Il n’est pas nécessaire de dire que Tom avait été présent à la confection du pouding, et qu’il avait cru implicitement jusque-là qu’il était fait dans les règles ; mais il était si ravi de pouvoir plaisanter son active petite sœur, qu’il s’arrêta dans Temple-Bar pour rire tout à son aise. Tom ne s’inquiétait pas plus d’être injurié et bousculé par les piétons bourrus, que s’il eût été de bois ; car il continuait à s’écrier avec une bonne humeur croissante : « De la farine et des œufs ! un pouding de bifteck fait avec de la farine et des œufs ! » À la fin John Westlock et Ruth se sauvèrent et le laissèrent épuiser tout seul son hilarité. Quand il parvint à les rattraper au milieu de la foule dont la rue était encombrée, son visage rayonnait de tant de bonhomie et d’affection (la plaisanterie de Tom était toujours affectueuse), qu’il aurait purifié l’air, quand même la porte du Temple eût été, comme au bon vieux temps, ornée d’une rangée de têtes humaines en état de décomposition.

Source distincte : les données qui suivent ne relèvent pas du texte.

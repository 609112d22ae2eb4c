//! account_service - account sign-up, sign-in, balance and transfers over HTTP

use std::net::SocketAddr;
use std::sync::Arc;

use tracing_subscriber::{layer::SubscriberExt, util::SubscriberInitExt};

use account_service::auth::TokenService;
use account_service::{build_app, db, AppState, Config, PgLedgerRepository};

/// Initialize tracing/logging. Production emits one JSON object per line.
fn init_tracing(json: bool) {
    let filter = tracing_subscriber::EnvFilter::try_from_default_env()
        .unwrap_or_else(|_| "account_service=debug,tower_http=debug".into());

    let registry = tracing_subscriber::registry().with(filter);
    if json {
        registry.with(tracing_subscriber::fmt::layer().json()).init();
    } else {
        registry.with(tracing_subscriber::fmt::layer()).init();
    }
}

#[tokio::main]
async fn main() -> anyhow::Result<()> {
    // Load environment variables
    dotenvy::dotenv().ok();

    let config = Config::from_env()?;
    init_tracing(config.is_production());

    let addr: SocketAddr = format!("{}:{}", config.host, config.port).parse()?;

    tracing::info!(environment = %config.environment, "Starting account service");
    tracing::info!("Connecting to database...");

    let ledger = PgLedgerRepository::connect(&config).await?;
    let pool = ledger.pool().clone();

    if !db::check_schema(&pool).await? {
        tracing::error!("Database schema is not complete. Please run migrations.");
        return Err(anyhow::anyhow!("Database schema incomplete"));
    }

    tracing::info!("Database connected successfully");

    let tokens = TokenService::new(&config);
    let app = build_app(AppState::new(Arc::new(ledger), tokens));

    let listener = tokio::net::TcpListener::bind(addr).await?;
    tracing::info!("Listening on http://{}", addr);

    axum::serve(listener, app)
        .with_graceful_shutdown(shutdown_signal())
        .await?;

    tracing::info!("Server shutting down...");
    pool.close().await;
    tracing::info!("Database connections closed. Goodbye!");

    Ok(())
}

/// Resolves on Ctrl+C or SIGTERM
async fn shutdown_signal() {
    let ctrl_c = async {
        if let Err(e) = tokio::signal::ctrl_c().await {
            tracing::error!("Failed to install Ctrl+C handler: {}", e);
            std::future::pending::<()>().await;
        }
    };

    #[cfg(unix)]
    let terminate = async {
        match tokio::signal::unix::signal(tokio::signal::unix::SignalKind::terminate()) {
            Ok(mut signal) => {
                signal.recv().await;
            }
            Err(e) => {
                tracing::error!("Failed to install SIGTERM handler: {}", e);
                std::future::pending::<()>().await;
            }
        }
    };

    #[cfg(not(unix))]
    let terminate = std::future::pending::<()>();

    tokio::select! {
        _ = ctrl_c => {
            tracing::info!("Received Ctrl+C, initiating graceful shutdown...");
        },
        _ = terminate => {
            tracing::info!("Received SIGTERM, initiating graceful shutdown...");
        },
    }
}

Il y a de bons petits appartements, allez, dans ces coins du Temple où vivent messieurs les célibataires. Ces gaillards-là se plaignent toujours beaucoup de leur isolement ; et avec tout cela, c’est surprenant à quel point ils savent s’entourer de bien être. John devint tout à fait pathétique en parlant de la triste et solitaire vie qu’il menait, et des déplorables arrangements domestiques qu’elle entraînait à sa suite ; mais c’est égal, on voyait bien qu’il ne se laissait manquer de rien. Dans tous les cas, son appartement était la perfection de l’ordre et de la commodité ; et, si John ne se trouvait pas heureux comme ça, ce n’était toujours pas la faute de son établissement domestique.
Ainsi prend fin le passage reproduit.